The advent of third-party litigation funding (‘TPLF’) is arguably one of the most significant developments in civil litigation in common law countries for many decades. While third party-funded and indemnified defendants have appeared in common law courts for some centuries, the recent corresponding appearance of third party-funded and indemnified plaintiffs is in many ways a seismic shift in our civil litigation culture. Whether this has been a welcome and overdue move towards improved access to justice and protection of rights of ordinary citizens or a dangerous step towards the creation, multiplication and inflammation of otherwise sleeping controversies is a topic of considerable and sometimes fierce debate. Nevertheless, TPLF is here and spreading rapidly so that the burning question appears to be: what is to be done?
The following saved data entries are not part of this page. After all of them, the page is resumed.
// SPDX-License-Identifier: MIT OR Apache-2.0
//! Lowering of a validated graph into a [`CompiledPlan`].
//!
//! Compilation is only ever invoked on a successfully validated graph, so
//! it has no recoverable error path; an invariant violation here is a
//! defect in the validator or compiler and panics.

use crate::graph::GraphSnapshot;
use crate::node::{Node, NodeId, NodeKind};
use crate::pin::PinRef;
use crate::plan::{BlendLayer, CompiledPlan, Instruction, Op, Operand, PlanOutput, Slot};
use crate::validate::ValidatedGraph;
use std::cmp::Reverse;
use std::collections::{BTreeMap, BinaryHeap};

/// Compile a validated graph into an ordered evaluation plan.
///
/// Deterministic: identical input yields identical output. Nodes are
/// ordered by Kahn's algorithm over the reachable set; when several nodes
/// are ready at once, the smallest node id goes first.
pub fn compile(validated: &ValidatedGraph) -> CompiledPlan {
    let snapshot = validated.snapshot();
    let reachable = validated.reachable();

    let mut in_degree = validated.in_degree().clone();
    let mut ready: BinaryHeap<Reverse<NodeId>> = in_degree
        .iter()
        .filter(|(_, d)| **d == 0)
        .map(|(n, _)| Reverse(*n))
        .collect();

    let mut instructions = Vec::with_capacity(reachable.len());
    let mut slots: BTreeMap<NodeId, Slot> = BTreeMap::new();

    while let Some(Reverse(node_id)) = ready.pop() {
        let node = snapshot
            .node(node_id)
            .expect("reachable node must exist in the snapshot");

        let slot = Slot(instructions.len() as u32);
        instructions.push(Instruction {
            node: node_id,
            op: lower(snapshot, &slots, node),
        });
        slots.insert(node_id, slot);

        for link in snapshot.links_from(node_id) {
            let Some(remaining) = in_degree.get_mut(&link.to.node) else {
                // Consumer is an orphan; pruned
                continue;
            };
            *remaining = remaining
                .checked_sub(1)
                .expect("in-degree underflow: validator produced bad counts");
            if *remaining == 0 {
                ready.push(Reverse(link.to.node));
            }
        }
    }

    assert_eq!(
        instructions.len(),
        reachable.len(),
        "cycle slipped past validation"
    );

    let outputs = snapshot
        .roots()
        .map(|(name, node)| PlanOutput {
            name: name.to_string(),
            slot: *slots
                .get(&node)
                .expect("root must have been assigned a slot"),
        })
        .collect();

    CompiledPlan::new(instructions, outputs)
}

/// Lower one node into its instruction. Pure: the result depends only on
/// the node's kind and its resolved inputs.
fn lower(snapshot: &GraphSnapshot, slots: &BTreeMap<NodeId, Slot>, node: &Node) -> Op {
    let input = |slot: &str| resolve_input(snapshot, slots, node, slot);

    match &node.kind {
        NodeKind::Parameter { name, ty } => Op::Parameter {
            name: name.clone(),
            ty: *ty,
        },
        NodeKind::Constant { value } => Op::Constant { value: *value },
        NodeKind::Clip { clip } => Op::Clip { clip: clip.clone() },
        NodeKind::Compare { op } => Op::Compare {
            op: *op,
            lhs: input("lhs"),
            rhs: input("rhs"),
        },
        NodeKind::Logic { op } => {
            let mut operands = vec![input("a")];
            if node.pin("b").is_some() {
                operands.push(input("b"));
            }
            Op::Logic {
                op: *op,
                operands,
            }
        }
        NodeKind::Select { options } => Op::Select {
            selector: input("selector"),
            options: (0..*options).map(|i| input(&format!("option_{i}"))).collect(),
        },
        NodeKind::Blend { clamp } => Op::Blend {
            a: input("a"),
            b: input("b"),
            weight: input("weight"),
            clamp: *clamp,
        },
        NodeKind::LayeredBlend { modes, clamp } => Op::LayeredBlend {
            base: input("base"),
            layers: modes
                .iter()
                .enumerate()
                .map(|(i, mode)| BlendLayer {
                    pose: input(&format!("pose_{i}")),
                    weight: input(&format!("weight_{i}")),
                    mode: *mode,
                })
                .collect(),
            clamp: *clamp,
        },
    }
}

/// Resolve an input slot to the producer's plan slot, or to its embedded
/// default literal when nothing is connected.
fn resolve_input(
    snapshot: &GraphSnapshot,
    slots: &BTreeMap<NodeId, Slot>,
    node: &Node,
    slot: &str,
) -> Operand {
    if let Some(link) = snapshot.link_to(&PinRef::new(node.id, slot)) {
        let producer = slots
            .get(&link.from.node)
            .expect("producer must be lowered before its consumer");
        return Operand::Slot(*producer);
    }
    let pin = node.pin(slot).expect("lowered slot must exist on the node");
    let default = pin
        .default
        .expect("unconnected input without default slipped past validation");
    Operand::Literal(default)
}

#[cfg(test)]
mod tests {
    use super::*;
    use crate::graph::Graph;
    use crate::node::{BlendMode, NodeKind, WeightClamp};
    use crate::pin::Literal;
    use crate::validate::validate;

    fn clip(graph: &mut Graph, name: &str) -> NodeId {
        graph.add_node(NodeKind::Clip {
            clip: name.to_string(),
        })
    }

    fn blend(graph: &mut Graph) -> NodeId {
        graph.add_node(NodeKind::Blend {
            clamp: WeightClamp::default(),
        })
    }

    fn link(graph: &mut Graph, from: NodeId, from_slot: &str, to: NodeId, to_slot: &str) {
        graph
            .add_link(PinRef::new(from, from_slot), PinRef::new(to, to_slot))
            .unwrap();
    }

    fn compile_graph(graph: &Graph) -> CompiledPlan {
        compile(&validate(&graph.snapshot()).expect("graph must validate"))
    }

    #[test]
    fn test_topological_order_holds_for_every_link() {
        let mut graph = Graph::new("test");
        let walk = clip(&mut graph, "walk");
        let run = clip(&mut graph, "run");
        let aim = clip(&mut graph, "aim");
        let lower_body = blend(&mut graph);
        let full = blend(&mut graph);
        link(&mut graph, walk, "out", lower_body, "a");
        link(&mut graph, run, "out", lower_body, "b");
        link(&mut graph, lower_body, "out", full, "a");
        link(&mut graph, aim, "out", full, "b");
        graph.set_root("pose", full);

        let plan = compile_graph(&graph);
        assert_eq!(plan.len(), 5);
        for l in graph.links() {
            let from = plan.slot_of(l.from.node).unwrap();
            let to = plan.slot_of(l.to.node).unwrap();
            assert!(from < to, "{} must precede {}", l.from.node, l.to.node);
        }
    }

    #[test]
    fn test_orphans_are_pruned_from_the_plan() {
        let mut graph = Graph::new("test");
        let root = clip(&mut graph, "idle");
        let scratch = clip(&mut graph, "wip");
        graph.set_root("pose", root);

        let plan = compile_graph(&graph);
        assert_eq!(plan.len(), 1);
        assert!(plan.slot_of(scratch).is_none());
    }

    #[test]
    fn test_compilation_is_deterministic() {
        let mut graph = Graph::new("test");
        let a = clip(&mut graph, "walk");
        let b = clip(&mut graph, "run");
        let mix = blend(&mut graph);
        link(&mut graph, b, "out", mix, "b");
        link(&mut graph, a, "out", mix, "a");
        graph.set_root("pose", mix);

        let validated = validate(&graph.snapshot()).unwrap();
        assert_eq!(compile(&validated), compile(&validated));
    }

    #[test]
    fn test_ready_nodes_order_by_ascending_id() {
        let mut graph = Graph::new("test");
        // Allocate filler so the interesting sources get ids 3 and 7
        for i in 0..3 {
            clip(&mut graph, &format!("pad{i}"));
        }
        let three = clip(&mut graph, "three");
        for i in 0..3 {
            clip(&mut graph, &format!("pad{i}"));
        }
        let seven = clip(&mut graph, "seven");
        let mix = blend(&mut graph);
        assert_eq!((three, seven), (NodeId(3), NodeId(7)));

        // Insert the links seven-first; the plan must still order 3 first
        link(&mut graph, seven, "out", mix, "b");
        link(&mut graph, three, "out", mix, "a");
        graph.set_root("pose", mix);

        let plan = compile_graph(&graph);
        assert_eq!(plan.instructions()[0].node, three);
        assert_eq!(plan.instructions()[1].node, seven);
        assert_eq!(plan.instructions()[2].node, mix);
    }

    #[test]
    fn test_defaulted_input_becomes_embedded_literal() {
        let mut graph = Graph::new("test");
        let a = clip(&mut graph, "walk");
        let b = clip(&mut graph, "run");
        let mix = blend(&mut graph);
        link(&mut graph, a, "out", mix, "a");
        link(&mut graph, b, "out", mix, "b");
        graph.set_root("pose", mix);

        let plan = compile_graph(&graph);
        let Op::Blend { weight, .. } = &plan.instructions()[2].op else {
            panic!("last instruction must be the blend");
        };
        assert_eq!(*weight, Operand::Literal(Literal::Scalar(0.5)));
    }

    #[test]
    fn test_named_outputs_map_roots_to_slots() {
        let mut graph = Graph::new("test");
        let idle = clip(&mut graph, "idle");
        let aim = clip(&mut graph, "aim");
        graph.set_root("pose", idle);
        graph.set_root("overlay", aim);

        let plan = compile_graph(&graph);
        let outputs: Vec<(&str, Slot)> = plan
            .outputs()
            .iter()
            .map(|o| (o.name.as_str(), o.slot))
            .collect();
        assert_eq!(
            outputs,
            vec![
                ("pose", plan.slot_of(idle).unwrap()),
                ("overlay", plan.slot_of(aim).unwrap()),
            ]
        );
    }

    #[test]
    fn test_layered_blend_lowering() {
        let mut graph = Graph::new("test");
        let base = clip(&mut graph, "idle");
        let aim = clip(&mut graph, "aim_additive");
        let lean = clip(&mut graph, "lean_additive");
        let alpha = graph.add_node(NodeKind::Parameter {
            name: "aim_alpha".to_string(),
            ty: crate::pin::PinType::Scalar,
        });
        let layered = graph.add_node(NodeKind::LayeredBlend {
            modes: vec![BlendMode::Add, BlendMode::CoDAdd],
            clamp: WeightClamp::default(),
        });
        link(&mut graph, base, "out", layered, "base");
        link(&mut graph, aim, "out", layered, "pose_0");
        link(&mut graph, alpha, "out", layered, "weight_0");
        link(&mut graph, lean, "out", layered, "pose_1");
        graph.set_root("pose", layered);

        let plan = compile_graph(&graph);
        let Op::LayeredBlend { base: b, layers, .. } = &plan.instructions().last().unwrap().op
        else {
            panic!("root instruction must be the layered blend");
        };
        assert_eq!(*b, Operand::Slot(plan.slot_of(base).unwrap()));
        assert_eq!(layers.len(), 2);
        assert_eq!(layers[0].mode, BlendMode::Add);
        assert_eq!(layers[0].weight, Operand::Slot(plan.slot_of(alpha).unwrap()));
        // Unconnected layer weight falls back to its default of 1.0
        assert_eq!(layers[1].weight, Operand::Literal(Literal::Scalar(1.0)));
    }

    #[test]
    fn test_fan_out_producer_compiles_once() {
        let mut graph = Graph::new("test");
        let a = clip(&mut graph, "walk");
        let mix = blend(&mut graph);
        link(&mut graph, a, "out", mix, "a");
        link(&mut graph, a, "out", mix, "b");
        graph.set_root("pose", mix);

        let plan = compile_graph(&graph);
        assert_eq!(plan.len(), 2);
        let Op::Blend { a: op_a, b: op_b, .. } = &plan.instructions()[1].op else {
            panic!("expected blend");
        };
        assert_eq!(op_a, op_b);
    }
}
The author’s focus in this article therefore will be on the governance of the relationship between litigant, funder and lawyer, with some bias towards the protection of the litigant as the more vulnerable party of the three. Given the importance of contract in governing TPLF arrangements, the author will explore some key theoretical insights into the phenomenon of complex multi-party contracting and the extent to which these have application to TPLF arrangements. Insights from both game theory and transaction cost economics will be applied for the first time to analyse the tripartite contractual relationships between lawyer, litigant and funder. The author will also further develop at some length the application of agency theory. In doing so, the author will seek to answer difficult questions of how government and regulators should deal with TPLF, including analysis of the regulatory options. [Abstract]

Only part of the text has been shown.